There are also some limitations to the coverage for contracts that the person paying the premium is not the one who is listed down as the insured. This clause is put on the agreement to prevent the possible murder of the person covered by the policy by the beneficiary or the payer of the premium. There has to be an insurable interest between the person who takes out the policy and the person who is insured. This is means that the person who is paying for the life insurance needs to determine that there is a loss on his part if the person written down in the policy passes away.
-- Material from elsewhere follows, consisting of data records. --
//! Packable item model and its stable identifiers

use serde::{Deserialize, Serialize};
use std::fmt;
use std::str::FromStr;
use thiserror::Error;

/// Stable identifier of every item the catalog can define
#[derive(Debug, Clone, Copy, PartialEq, Eq, Hash, PartialOrd, Ord, Serialize, Deserialize)]
#[serde(rename_all = "snake_case")]
pub enum ItemId {
    // Clothing
    Underwear,
    Socks,
    Tshirts,
    Pants,
    Jacket,
    Sweater,
    Shorts,
    Dress,
    FormalWear,
    Swimwear,
    RainJacket,
    WinterCoat,
    ThermalUnderwear,
    Pajamas,
    // Toiletries
    Toothbrush,
    Toothpaste,
    Shampoo,
    Soap,
    Deodorant,
    Sunscreen,
    Moisturizer,
    Razor,
    Medications,
    // Electronics
    PhoneCharger,
    Camera,
    Laptop,
    Tablet,
    PowerBank,
    Adapter,
    // Documents
    Passport,
    Tickets,
    Insurance,
    IdCard,
    Visa,
    // Accessories
    Sunglasses,
    Hat,
    Watch,
    Jewelry,
    Wallet,
    // Outdoor
    HikingBoots,
    Backpack,
    WaterBottle,
    FirstAid,
    // Work
    BusinessCards,
    Notebook,
}

impl ItemId {
    pub const ALL: [ItemId; 45] = [
        ItemId::Underwear,
        ItemId::Socks,
        ItemId::Tshirts,
        ItemId::Pants,
        ItemId::Jacket,
        ItemId::Sweater,
        ItemId::Shorts,
        ItemId::Dress,
        ItemId::FormalWear,
        ItemId::Swimwear,
        ItemId::RainJacket,
        ItemId::WinterCoat,
        ItemId::ThermalUnderwear,
        ItemId::Pajamas,
        ItemId::Toothbrush,
        ItemId::Toothpaste,
        ItemId::Shampoo,
        ItemId::Soap,
        ItemId::Deodorant,
        ItemId::Sunscreen,
        ItemId::Moisturizer,
        ItemId::Razor,
        ItemId::Medications,
        ItemId::PhoneCharger,
        ItemId::Camera,
        ItemId::Laptop,
        ItemId::Tablet,
        ItemId::PowerBank,
        ItemId::Adapter,
        ItemId::Passport,
        ItemId::Tickets,
        ItemId::Insurance,
        ItemId::IdCard,
        ItemId::Visa,
        ItemId::Sunglasses,
        ItemId::Hat,
        ItemId::Watch,
        ItemId::Jewelry,
        ItemId::Wallet,
        ItemId::HikingBoots,
        ItemId::Backpack,
        ItemId::WaterBottle,
        ItemId::FirstAid,
        ItemId::BusinessCards,
        ItemId::Notebook,
    ];

    /// Catalog key for this identifier (e.g. `"thermal_underwear"`)
    #[must_use]
    pub fn as_str(self) -> &'static str {
        match self {
            ItemId::Underwear => "underwear",
            ItemId::Socks => "socks",
            ItemId::Tshirts => "tshirts",
            ItemId::Pants => "pants",
            ItemId::Jacket => "jacket",
            ItemId::Sweater => "sweater",
            ItemId::Shorts => "shorts",
            ItemId::Dress => "dress",
            ItemId::FormalWear => "formal_wear",
            ItemId::Swimwear => "swimwear",
            ItemId::RainJacket => "rain_jacket",
            ItemId::WinterCoat => "winter_coat",
            ItemId::ThermalUnderwear => "thermal_underwear",
            ItemId::Pajamas => "pajamas",
            ItemId::Toothbrush => "toothbrush",
            ItemId::Toothpaste => "toothpaste",
            ItemId::Shampoo => "shampoo",
            ItemId::Soap => "soap",
            ItemId::Deodorant => "deodorant",
            ItemId::Sunscreen => "sunscreen",
            ItemId::Moisturizer => "moisturizer",
            ItemId::Razor => "razor",
            ItemId::Medications => "medications",
            ItemId::PhoneCharger => "phone_charger",
            ItemId::Camera => "camera",
            ItemId::Laptop => "laptop",
            ItemId::Tablet => "tablet",
            ItemId::PowerBank => "power_bank",
            ItemId::Adapter => "adapter",
            ItemId::Passport => "passport",
            ItemId::Tickets => "tickets",
            ItemId::Insurance => "insurance",
            ItemId::IdCard => "id_card",
            ItemId::Visa => "visa",
            ItemId::Sunglasses => "sunglasses",
            ItemId::Hat => "hat",
            ItemId::Watch => "watch",
            ItemId::Jewelry => "jewelry",
            ItemId::Wallet => "wallet",
            ItemId::HikingBoots => "hiking_boots",
            ItemId::Backpack => "backpack",
            ItemId::WaterBottle => "water_bottle",
            ItemId::FirstAid => "first_aid",
            ItemId::BusinessCards => "business_cards",
            ItemId::Notebook => "notebook",
        }
    }
}

impl fmt::Display for ItemId {
    fn fmt(&self, f: &mut fmt::Formatter<'_>) -> fmt::Result {
        f.write_str(self.as_str())
    }
}

/// A catalog key that names no known item
#[derive(Debug, Clone, PartialEq, Eq, Error)]
#[error("unknown item key '{0}'")]
pub struct UnknownItemId(pub String);

impl FromStr for ItemId {
    type Err = UnknownItemId;

    fn from_str(s: &str) -> Result<Self, Self::Err> {
        ItemId::ALL
            .iter()
            .copied()
            .find(|id| id.as_str() == s)
            .ok_or_else(|| UnknownItemId(s.to_string()))
    }
}

/// Item category, displayed as a checklist section
#[derive(Debug, Clone, Copy, PartialEq, Eq, Hash, Serialize, Deserialize)]
#[serde(rename_all = "lowercase")]
pub enum Category {
    Clothing,
    Toiletries,
    Electronics,
    Documents,
    Accessories,
    Outdoor,
    Sports,
    Work,
}

impl Category {
    #[must_use]
    pub fn as_str(self) -> &'static str {
        match self {
            Category::Clothing => "clothing",
            Category::Toiletries => "toiletries",
            Category::Electronics => "electronics",
            Category::Documents => "documents",
            Category::Accessories => "accessories",
            Category::Outdoor => "outdoor",
            Category::Sports => "sports",
            Category::Work => "work",
        }
    }

    /// Section heading used in printed checklists
    #[must_use]
    pub fn title(self) -> &'static str {
        match self {
            Category::Clothing => "Clothing",
            Category::Toiletries => "Toiletries",
            Category::Electronics => "Electronics",
            Category::Documents => "Documents",
            Category::Accessories => "Accessories",
            Category::Outdoor => "Outdoor",
            Category::Sports => "Sports",
            Category::Work => "Work",
        }
    }
}

impl fmt::Display for Category {
    fn fmt(&self, f: &mut fmt::Formatter<'_>) -> fmt::Result {
        f.write_str(self.as_str())
    }
}

/// A single item that can end up on a packing list
#[derive(Debug, Clone, PartialEq, Eq, Serialize, Deserialize)]
pub struct PackableItem {
    pub id: ItemId,
    /// Display name (e.g. "Pants/Trousers")
    pub name: String,
    pub category: Category,
    /// Included on every list regardless of the trip
    pub essential: bool,
    /// Included depending on season or destination climate
    #[serde(default)]
    pub weather_dependent: bool,
    /// Activities this item is typically used for
    #[serde(default, skip_serializing_if = "Vec::is_empty")]
    pub activity_tags: Vec<String>,
}

#[cfg(test)]
mod tests {
    use super::*;

    #[test]
    fn test_item_id_round_trips_through_key() {
        for id in ItemId::ALL {
            assert_eq!(id.as_str().parse::<ItemId>(), Ok(id));
        }
    }

    #[test]
    fn test_item_id_serde_matches_key() {
        let json = serde_json::to_string(&ItemId::ThermalUnderwear).unwrap();
        assert_eq!(json, "\"thermal_underwear\"");
        let id: ItemId = serde_json::from_str("\"id_card\"").unwrap();
        assert_eq!(id, ItemId::IdCard);
    }

    #[test]
    fn test_unknown_item_key() {
        let err = "comfortable_shoes".parse::<ItemId>().unwrap_err();
        assert_eq!(err, UnknownItemId("comfortable_shoes".to_string()));
        assert!(err.to_string().contains("comfortable_shoes"));
    }

    #[test]
    fn test_category_names_are_lowercase() {
        assert_eq!(Category::Toiletries.as_str(), "toiletries");
        assert_eq!(
            serde_json::to_string(&Category::Electronics).unwrap(),
            "\"electronics\""
        );
    }
}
Life insurance premiums are usually bigger than any other form because the coverage is also bigger. Coverage of the policy can include many things that are triggered when the person who was insured passes away. The way that the insured person dies is also subject to scrutiny for some policies. Natural death is the most common kind while accidental is also included. Suicides are sometimes included but may have some limitations and conditions such as the duration of time when the contract is issued. Other occurrences that may be limitations are civil commotions, riots, war and fraud. These are times when a person can be murdered for his policy coverage. This coverage is dependent on the agreement between the person paying the premiums and the company that issues the contract. Misrepresentation during the time that the policy is contacted can actually make the agreement null and void, which is why most firms insist on an executive physical checkup before they issue the life insurance contract. These are just a few of the facts that need to be clarified when a policy is taken out for someone.